In chatting with friend overseas, I was informed that some clubs refuse to play structured games in tight spaces with high numbers until the teen years.  They felt players need time, space, and freedom with positive feedback to learn.  They said games create too much pressure and constraints. Again, there is your free play for children to develop their skills without adults applying constraints.

This is a lot to digest.  I could be completely wrong, and believe me, I would love to write an article 5 years from now stating how wrong I was and how far we have come in soccer. I don’t want to build a system based on desperate hope.

At STAR, we started talking about the other facets of being great coaches.  We use weekly guest training sessions, specialty clinics, and peer review to assist with the technical and tactical development of our coaches.  Honestly, many of our coaches are former players, so they know the game.  At STAR, my biggest concern is helping them TEACH the game to the next generation.  That takes skills a former player does not always have innately.

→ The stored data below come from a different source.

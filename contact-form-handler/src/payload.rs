use crate::validation::ContactFormMessage;
use bytes::Bytes;
use futures_util::stream;
use lambda_http::{http::header::CONTENT_TYPE, Request, RequestPayloadExt};
use multer::Multipart;
use serde_json::{Map, Value};
use std::convert::Infallible;

const MULTIPART_FORM_DATA: &str = "multipart/form-data";

/// Reads the submission from the request body. Browsers posting `FormData` send
/// `multipart/form-data`; `application/x-www-form-urlencoded` and JSON bodies are accepted as well.
pub async fn parse_submission(event: &Request) -> Result<ContactFormMessage, PayloadError> {
    let content_type = event
        .headers()
        .get(CONTENT_TYPE)
        .and_then(|value| value.to_str().ok())
        .map(str::trim)
        .filter(|value| !value.is_empty());
    let Some(content_type) = content_type else {
        return Err(PayloadError::UnsupportedContentType(None));
    };

    if is_multipart(content_type) {
        let boundary = multer::parse_boundary(content_type)
            .map_err(|error| PayloadError::Malformed(error.to_string()))?;
        return parse_multipart(Bytes::copy_from_slice(event.body().as_ref()), boundary).await;
    }

    match event.payload::<ContactFormMessage>() {
        Ok(Some(message)) => Ok(message),
        Ok(None) => Err(PayloadError::UnsupportedContentType(Some(
            content_type.into(),
        ))),
        Err(error) => Err(PayloadError::Malformed(error.to_string())),
    }
}

fn is_multipart(content_type: &str) -> bool {
    content_type
        .split(';')
        .next()
        .is_some_and(|essence| essence.trim().eq_ignore_ascii_case(MULTIPART_FORM_DATA))
}

/// Collects the text fields of a multipart body. When a field repeats, the last value wins.
async fn parse_multipart(
    body: Bytes,
    boundary: String,
) -> Result<ContactFormMessage, PayloadError> {
    let mut multipart = Multipart::new(
        stream::once(async move { Ok::<_, Infallible>(body) }),
        boundary,
    );
    let mut fields = Map::new();
    while let Some(field) = multipart
        .next_field()
        .await
        .map_err(|error| PayloadError::Malformed(error.to_string()))?
    {
        let Some(name) = field.name().map(str::to_string) else {
            continue;
        };
        if field.file_name().is_some() {
            continue;
        }
        let value = field
            .text()
            .await
            .map_err(|error| PayloadError::Malformed(error.to_string()))?;
        fields.insert(name, Value::String(value));
    }
    serde_json::from_value(Value::Object(fields))
        .map_err(|error| PayloadError::Malformed(error.to_string()))
}

#[derive(Debug, PartialEq)]
pub enum PayloadError {
    UnsupportedContentType(Option<String>),
    Malformed(String),
}

impl std::fmt::Display for PayloadError {
    fn fmt(&self, f: &mut std::fmt::Formatter<'_>) -> std::fmt::Result {
        match self {
            PayloadError::UnsupportedContentType(Some(content_type)) => {
                write!(f, "Unsupported content type {content_type}")
            }
            PayloadError::UnsupportedContentType(None) => write!(f, "Missing content type"),
            PayloadError::Malformed(error) => write!(f, "Unable to parse request payload: {error}"),
        }
    }
}

impl std::error::Error for PayloadError {}
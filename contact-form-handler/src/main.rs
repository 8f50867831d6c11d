mod abuse_filter;
mod config;
mod mailer;
mod messages;
mod notification;
mod payload;
mod recaptcha;
mod response;
mod secrets;
mod validation;

use abuse_filter::{AbuseFilter, AbuseVerdict};
use anyhow::Context;
use config::Config;
use lambda_http::{
    http::{
        header::{CONTENT_TYPE, HOST},
        Method, StatusCode,
    },
    run, service_fn, Body, Error, Request, RequestExt, Response,
};
use mailer::{build_mailer, Mailer};
use messages::{Language, UserMessage};
use notification::NotificationDispatcher;
use payload::parse_submission;
use response::{ApiResponse, ContactFormError};
use secrets::{AwsSecretsManagerSecretRepository, SecretRepository};
use tracing::{info, warn};
use validation::ContactFormMessage;

const X_FORWARDED_FOR: &str = "x-forwarded-for";

#[tokio::main]
async fn main() -> Result<(), Error> {
    tracing_subscriber::fmt()
        .with_max_level(tracing::Level::INFO)
        .with_target(false)
        .without_time()
        .init();

    let config = Config::from_env()?;
    if config.diagnostic_mode {
        warn!("Diagnostic mode is enabled: GET ?test=1 returns a configuration summary");
    }
    let secrets_repository = AwsSecretsManagerSecretRepository::open().await;
    let mailer = build_mailer(&config.transport, secrets_repository.clone());
    let handler = ContactFormMessageHandler::new(config, secrets_repository, mailer)?;
    run(service_fn(|event| handler.handle(event))).await
}

struct ContactFormMessageHandler<SecretRepositoryT: SecretRepository> {
    config: Config,
    abuse_filter: AbuseFilter<SecretRepositoryT>,
    dispatcher: NotificationDispatcher,
}

impl<SecretRepositoryT: SecretRepository> ContactFormMessageHandler<SecretRepositoryT> {
    fn new(
        config: Config,
        secrets_repository: SecretRepositoryT,
        mailer: Box<dyn Mailer>,
    ) -> anyhow::Result<Self> {
        let abuse_filter = AbuseFilter::new(&config.abuse_filter, secrets_repository)
            .context("Unable to build reCAPTCHA client")?;
        let dispatcher = NotificationDispatcher::new(&config, mailer);
        Ok(Self {
            config,
            abuse_filter,
            dispatcher,
        })
    }

    async fn handle(&self, event: Request) -> Result<Response<Body>, Error> {
        if let Some(response) = self.diagnostic_response(&event) {
            return Ok(response);
        }
        if event.method() != Method::POST {
            return Ok(self.error_response(
                ContactFormError::MethodNotAllowed {
                    method: event.method().to_string(),
                    content_type: header_value(&event, CONTENT_TYPE.as_str()).map(Into::into),
                },
                self.config.default_language,
            ));
        }

        let message = match parse_submission(&event).await {
            Ok(message) => message,
            Err(error) => {
                return Ok(self.error_response(
                    ContactFormError::UnexpectedFault(anyhow::Error::new(error)),
                    self.config.default_language,
                ));
            }
        };
        let language = message.language().unwrap_or(self.config.default_language);

        match self
            .process_message(&message, client_ip(&event), header_value(&event, HOST.as_str()))
            .await
        {
            Ok(()) => {
                info!("Contact form message processed");
                Ok(ApiResponse::success(UserMessage::Sent, language).into_response(StatusCode::OK))
            }
            Err(error) => Ok(self.error_response(error, language)),
        }
    }

    async fn process_message(
        &self,
        message: &ContactFormMessage,
        client_ip: Option<&str>,
        host: Option<&str>,
    ) -> Result<(), ContactFormError> {
        if let AbuseVerdict::Reject(reason) =
            self.abuse_filter.evaluate(message, client_ip, host).await
        {
            return Err(ContactFormError::AbuseRejected(reason));
        }
        let validated_message = message.validate(&self.config.message_length)?;
        self.dispatcher.dispatch(&validated_message).await?;
        Ok(())
    }

    fn diagnostic_response(&self, event: &Request) -> Option<Response<Body>> {
        if !self.config.diagnostic_mode || event.method() != Method::GET {
            return None;
        }
        event
            .query_string_parameters_ref()
            .and_then(|parameters| parameters.first("test"))
            .filter(|value| *value == "1")?;
        info!("Serving configuration summary to diagnostic request");
        Some(
            ApiResponse::success(UserMessage::DiagnosticMode, self.config.default_language)
                .with_debug(self.config.summary())
                .into_response(StatusCode::OK),
        )
    }

    fn error_response(&self, error: ContactFormError, language: Language) -> Response<Body> {
        error.log();
        error.into_response(language, self.config.debug_mode)
    }
}

fn header_value<'a>(event: &'a Request, name: &str) -> Option<&'a str> {
    event
        .headers()
        .get(name)
        .and_then(|value| value.to_str().ok())
        .map(str::trim)
        .filter(|value| !value.is_empty())
}

/// The originating client as reported by the first proxy in `X-Forwarded-For`.
fn client_ip(event: &Request) -> Option<&str> {
    header_value(event, X_FORWARDED_FOR)
        .and_then(|value| value.split(',').next())
        .map(str::trim)
        .filter(|value| !value.is_empty())
}
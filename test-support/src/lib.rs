pub mod fake_recaptcha;
pub mod fake_smtp;

use simplelog::{ColorChoice, CombinedLogger, Config, LevelFilter, TermLogger, TerminalMode};

/// Routes log output to the terminal. Safe to call from every test; only the first call installs
/// the logger.
pub fn setup_logging() {
    let _ = CombinedLogger::init(vec![TermLogger::new(
        LevelFilter::Debug,
        Config::default(),
        TerminalMode::Mixed,
        ColorChoice::Auto,
    )]);
}
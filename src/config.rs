//! Engine configuration

use serde::{Deserialize, Serialize};

/// Buffer sizing knobs for the materialization pipeline.
///
/// The defaults match the sizes the engine was tuned with; embedders only
/// need to touch these for very wide joins or very small heaps.
#[derive(Debug, Clone, Serialize, Deserialize)]
pub struct StoreConfig {
    /// Per-input buffer length (points) in the k-way merge
    pub merge_range_len: usize,
    /// Per-column buffer length (points) in the join
    pub join_buffer_len: usize,
    /// Output batch buffer size in bytes used by the query pump
    pub output_buffer_bytes: usize,
}

impl Default for StoreConfig {
    fn default() -> Self {
        Self {
            merge_range_len: 1024,
            join_buffer_len: 4096,
            output_buffer_bytes: 4096,
        }
    }
}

The focus now needs to be on developing learning tracks and addendums to licenses that include more educational, psychological, development, and communication principles.  My focus is no longer on sharing more sessions.  Coaches can use Google to find millions of sessions.  My focus is now on helping them develop great training progressions with those sessions, creating a culture of learning excellence, managing a learning environment that is conducive to massive learning outcomes, and communicating in meaningful ways that athletes understand, synthesize, and apply to their game.

That would be my suggestion.  Start giving coaches more tools and resources beyond the game itself to help them become better educators.  The better they are in those spaces between games, they more our children will adapt in the games to these changes and the more we will “develop the next great one”.

Let the banter begin.  We need to have meaningful conversations and look at the varied perspectives to better understand the long-term implications of the changes and the intent of those changes.  Change is not easy, but change is the only constant and is the catalyst for growth. Proper change takes knowledge, forethought, hard work, and grit.

Right now we have too much rhetoric around what may be all the wrong questions.  We worry about the symptoms we see instead of what is causing those manifested symptoms in our soccer culture.

The question seems to be what will these changes do to my child?

Maybe it should be:

Are we legislating competition-based outcomes when we should be developing training-based best-practices?